» **What to work on**: Go through the listing below and list every line with "solid".

» **Records**:
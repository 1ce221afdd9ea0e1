use dioxus::prelude::*;

#[derive(Props, Clone, PartialEq)]
pub struct ToggleButtonProps {
    pub label: String,
    #[props(default = false)]
    pub active: bool,
    /// Highlight color when active
    #[props(default = "#fca311".to_string())]
    pub accent: String,
    pub onclick: EventHandler<MouseEvent>,
}

/// Small selector button used by every control group.
#[component]
pub fn ToggleButton(props: ToggleButtonProps) -> Element {
    let style = if props.active {
        format!(
            "padding: 4px 10px; border-radius: 6px; border: 1px solid {}; background: {}; color: #0f172a; font-weight: bold; cursor: pointer;",
            props.accent, props.accent
        )
    } else {
        "padding: 4px 10px; border-radius: 6px; border: 1px solid #334155; background: transparent; color: #94a3b8; cursor: pointer;".to_string()
    };

    rsx! {
        button {
            style: "{style}",
            onclick: move |evt| props.onclick.call(evt),
            "{props.label}"
        }
    }
}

» **Solution to this exercise**:
            "padding: 4px 10px; border-radius: 6px; border: 1px solid {}; background: {}; color: #0f172a; font-weight: bold; cursor: pointer;",
        "padding: 4px 10px; border-radius: 6px; border: 1px solid #334155; background: transparent; color: #94a3b8; cursor: pointer;".to_string()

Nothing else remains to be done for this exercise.